Exercise aim ▸
Provide again, from the entries below, every line from the one containing "let mut io_errors = 0u32;" through the one containing "let frame = match", exactly as written, and no other line.
══════
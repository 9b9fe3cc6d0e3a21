//! MSSP frame codec.
//!
//! Wire layout, offsets fixed by the protocol:
//!
//! ```text
//! +--------+---------+---------+---------+-----------+----------+------+
//! | length | control | address | command | payload   | checksum | ETX  |
//! |   0    |    1    |    2    |    3    | 4..len-2  |  len-2   | len-1|
//! +--------+---------+---------+---------+-----------+----------+------+
//! ```
//!
//! `length` counts the whole frame including itself and the terminator.
//! The checksum is the two's complement of the byte sum over
//! `frame[0..len-2]`, so summing every byte up to and including the
//! checksum yields zero. Payload fields are little-endian.

use bytes::BytesMut;

use crate::error::FramingError;

/// Minimum header: length, control, address, command.
pub const MIN_HEADER: usize = 4;
/// Smallest complete frame: header plus checksum and terminator.
pub const MIN_FRAME: usize = 6;
/// Largest payload the one-byte length field can carry.
pub const MAX_PAYLOAD: usize = u8::MAX as usize - MIN_FRAME;
/// Frame terminator byte.
pub const ETX: u8 = 0x03;

/// One complete MSSP message.
///
/// A `Frame` holds the semantic fields only; length, checksum and terminator
/// are derived on encode and validated on decode. Construct responses through
/// [`crate::registry::dispatch`] rather than by hand to keep payload widths
/// within what the one-byte length field can carry.
#[derive(Debug, Clone, PartialEq, Eq)]
pub struct Frame {
    pub address: u8,
    pub control: u8,
    pub command: u8,
    pub payload: Vec<u8>,
}

impl Frame {
    /// Create a frame. The payload is truncated to [`MAX_PAYLOAD`] here, at
    /// construction, so the frame value always matches what `encode` puts on
    /// the wire; the builders in this crate never hit the limit.
    pub fn new(address: u8, control: u8, command: u8, mut payload: Vec<u8>) -> Self {
        payload.truncate(MAX_PAYLOAD);
        Self { address, control, command, payload }
    }

    /// Serialize to wire bytes, deriving length, checksum and terminator.
    pub fn encode(&self) -> Vec<u8> {
        let total = MIN_FRAME + self.payload.len();
        let mut out = Vec::with_capacity(total);
        out.push(total as u8);
        out.push(self.control);
        out.push(self.address);
        out.push(self.command);
        out.extend_from_slice(&self.payload);
        out.push(checksum(&out));
        out.push(ETX);
        out
    }

    /// Parse and validate one complete frame region.
    ///
    /// Never yields a partially populated frame: any validation failure is a
    /// [`FramingError`] and the caller discards the region.
    pub fn decode(bytes: &[u8]) -> Result<Self, FramingError> {
        if bytes.len() < MIN_HEADER {
            return Err(FramingError::TooShort { len: bytes.len(), min: MIN_HEADER });
        }
        if bytes.len() < MIN_FRAME {
            return Err(FramingError::TooShort { len: bytes.len(), min: MIN_FRAME });
        }
        let declared = bytes[0] as usize;
        if declared != bytes.len() {
            return Err(FramingError::LengthMismatch { declared: bytes[0], actual: bytes.len() });
        }
        let last = bytes.len() - 1;
        if bytes[last] != ETX {
            return Err(FramingError::BadTerminator { expected: ETX, found: bytes[last] });
        }
        let expected = checksum(&bytes[..last - 1]);
        if bytes[last - 1] != expected {
            return Err(FramingError::ChecksumMismatch {
                offset: last - 1,
                expected,
                found: bytes[last - 1],
            });
        }
        Ok(Frame {
            control: bytes[1],
            address: bytes[2],
            command: bytes[3],
            payload: bytes[4..last - 1].to_vec(),
        })
    }
}

/// Two's-complement checksum over the given bytes.
fn checksum(bytes: &[u8]) -> u8 {
    bytes.iter().fold(0u8, |acc, b| acc.wrapping_add(*b)).wrapping_neg()
}

/// Reassembles a byte stream into length-delimited frame regions.
///
/// The transport hands over whatever the serial layer produced; chunks may
/// split a frame or carry several. Regions that cannot start a frame are
/// drained and handed back so the session can report them, keeping the
/// stream in sync.
#[derive(Debug, Default)]
pub struct FrameBuffer {
    buffer: BytesMut,
}

impl FrameBuffer {
    pub fn new() -> Self {
        FrameBuffer { buffer: BytesMut::with_capacity(256) }
    }

    /// Append received bytes.
    pub fn push(&mut self, data: &[u8]) {
        self.buffer.extend_from_slice(data);
    }

    /// Take the next complete region, or `None` if more bytes are needed.
    ///
    /// A returned region is either a full valid frame or a run of leading
    /// garbage that cannot begin one; in both cases the caller passes it to
    /// [`Frame::decode`], which accepts or rejects it. A noise byte is never
    /// trusted as a declared length: candidate regions are validated before
    /// the buffer commits to them, so a valid frame arriving right behind
    /// line noise is found by scanning, not withheld until the bogus length
    /// is satisfied.
    pub fn next_region(&mut self) -> Option<Vec<u8>> {
        let len = self.buffer.len();

        // First complete region that validates as a frame wins; anything in
        // front of it is garbage.
        for start in 0..len {
            let declared = self.buffer[start] as usize;
            if declared < MIN_FRAME || declared > len - start {
                continue;
            }
            let region = &self.buffer[start..start + declared];
            if region[declared - 1] == ETX
                && region[declared - 2] == checksum(&region[..declared - 2])
            {
                if start > 0 {
                    return Some(self.buffer.split_to(start).to_vec());
                }
                return Some(self.buffer.split_to(declared).to_vec());
            }
        }

        // No valid frame anywhere. Drain the leading bytes that can never
        // begin one, keeping only a tail whose declared length might still
        // be satisfied by bytes yet to arrive.
        let mut junk = 0;
        while junk < len {
            let declared = self.buffer[junk] as usize;
            if declared >= MIN_FRAME && declared > len - junk {
                break;
            }
            junk += 1;
        }
        if junk > 0 {
            return Some(self.buffer.split_to(junk).to_vec());
        }
        None
    }

    /// Bytes waiting for a complete frame.
    pub fn pending(&self) -> usize {
        self.buffer.len()
    }

    /// Discard any partial input, e.g. after a transport reset.
    pub fn clear(&mut self) {
        self.buffer.clear();
    }
}
/// The worker loop. Read → decode → dispatch → write, one frame at a time,
/// FIFO relative to arrival. Cancellation is observed at the top of every
/// iteration and during the blocking read.
async fn comm_loop<T: Transport>(
    mut transport: T,
    reading: watch::Receiver<SensorReading>,
    config: SessionConfig,
    events: broadcast::Sender<SessionEvent>,
    state: watch::Sender<SessionState>,
    cancel: CancellationToken,
) {
    let _ = state.send(SessionState::Running);
    info!(
        read_timeout_ms = config.read_timeout.as_millis() as u64,
        address = config.identity.address,
        "communication loop started"
    );

    let mut buffer = FrameBuffer::new();
    let mut frames = 0u64;
    let mut responses = 0u64;
    let mut io_errors = 0u32;

    'poll: loop {
        if cancel.is_cancelled() {
            info!("communication loop cancelled");
            break;
        }

        let result = tokio::select! {
            _ = cancel.cancelled() => {
                info!("communication loop cancelled during read");
                break;
            }
            r = transport.read_chunk(config.read_timeout) => r,
        };

        match result {
            Ok(chunk) => {
                io_errors = 0;
                buffer.push(&chunk);

                while let Some(region) = buffer.next_region() {
                    let frame = match Frame::decode(&region) {
                        Ok(frame) => frame,
                        Err(e) => {
                            debug!(error = %e, len = region.len(), "discarding malformed frame");
                            let _ = events.send(SessionEvent::Diagnostic {
                                text: format!("malformed frame discarded: {e}"),
                            });
                            continue;
                        }
                    };

                    frames += 1;
                    trace!(
                        command = frame.command,
                        control = frame.control,
                        address = frame.address,
                        "frame received"
                    );
                    let _ = events.send(SessionEvent::FrameReceived {
                        raw: region,
                        control: frame.control,
                        address: frame.address,
                        command: frame.command,
                    });

                    // One consistent snapshot per dispatch; concurrent UI
                    // writes are either fully in or fully out.
                    let snapshot = *reading.borrow();

                    match dispatch(&frame, &snapshot, &config.identity) {
                        Some(out) => match transport.write(&out.frame.encode()).await {
                            Ok(()) => {
                                responses += 1;
                                debug!(kind = ?out.kind, "response sent");
                                let _ = events.send(SessionEvent::ResponseSent { kind: out.kind });
                            }
                            Err(e) => {
                                warn!(error = %e, "response write failed");
                                let _ =
                                    events.send(SessionEvent::Error { message: e.to_string() });
                                io_errors += 1;
                                if io_errors >= config.max_io_errors {
                                    emit_terminal(&events, io_errors);
                                    break 'poll;
                                }
                            }
                        },
                        None => {
                            debug!(command = frame.command, "command not handled by this device");
                            let _ = events.send(SessionEvent::Diagnostic {
                                text: format!("unhandled command {:#04x}", frame.command),
                            });
                        }
                    }
                }
            }
            Err(e) if e.is_timeout() => {
                trace!("read deadline elapsed, no frame this tick");
            }
            Err(e) => {
                io_errors += 1;
                error!(
                    error = %e,
                    failures = io_errors,
                    max = config.max_io_errors,
                    "transport failure"
                );
                let _ = events.send(SessionEvent::Error { message: e.to_string() });

                if io_errors >= config.max_io_errors {
                    emit_terminal(&events, io_errors);
                    break;
                }

                // Bounded exponential backoff: 100ms, 200ms, ... capped.
                let backoff = Duration::from_millis(50 * (1 << io_errors.min(5)));
                tokio::select! {
                    _ = cancel.cancelled() => break,
                    _ = tokio::time::sleep(backoff) => {}
                }
            }
        }
    }

    let _ = state.send(SessionState::Stopping);
    if let Err(e) = transport.close().await {
        warn!(error = %e, "transport close failed");
    }
    info!(frames, responses, "communication loop ended");
    let _ = state.send(SessionState::Stopped);
}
══════
Answer box ▸
    let mut io_errors = 0u32;

    'poll: loop {
        if cancel.is_cancelled() {
            info!("communication loop cancelled");
            break;
        }

        let result = tokio::select! {
            _ = cancel.cancelled() => {
                info!("communication loop cancelled during read");
                break;
            }
            r = transport.read_chunk(config.read_timeout) => r,
        };

        match result {
            Ok(chunk) => {
                io_errors = 0;
                buffer.push(&chunk);

                while let Some(region) = buffer.next_region() {
                    let frame = match Frame::decode(&region) {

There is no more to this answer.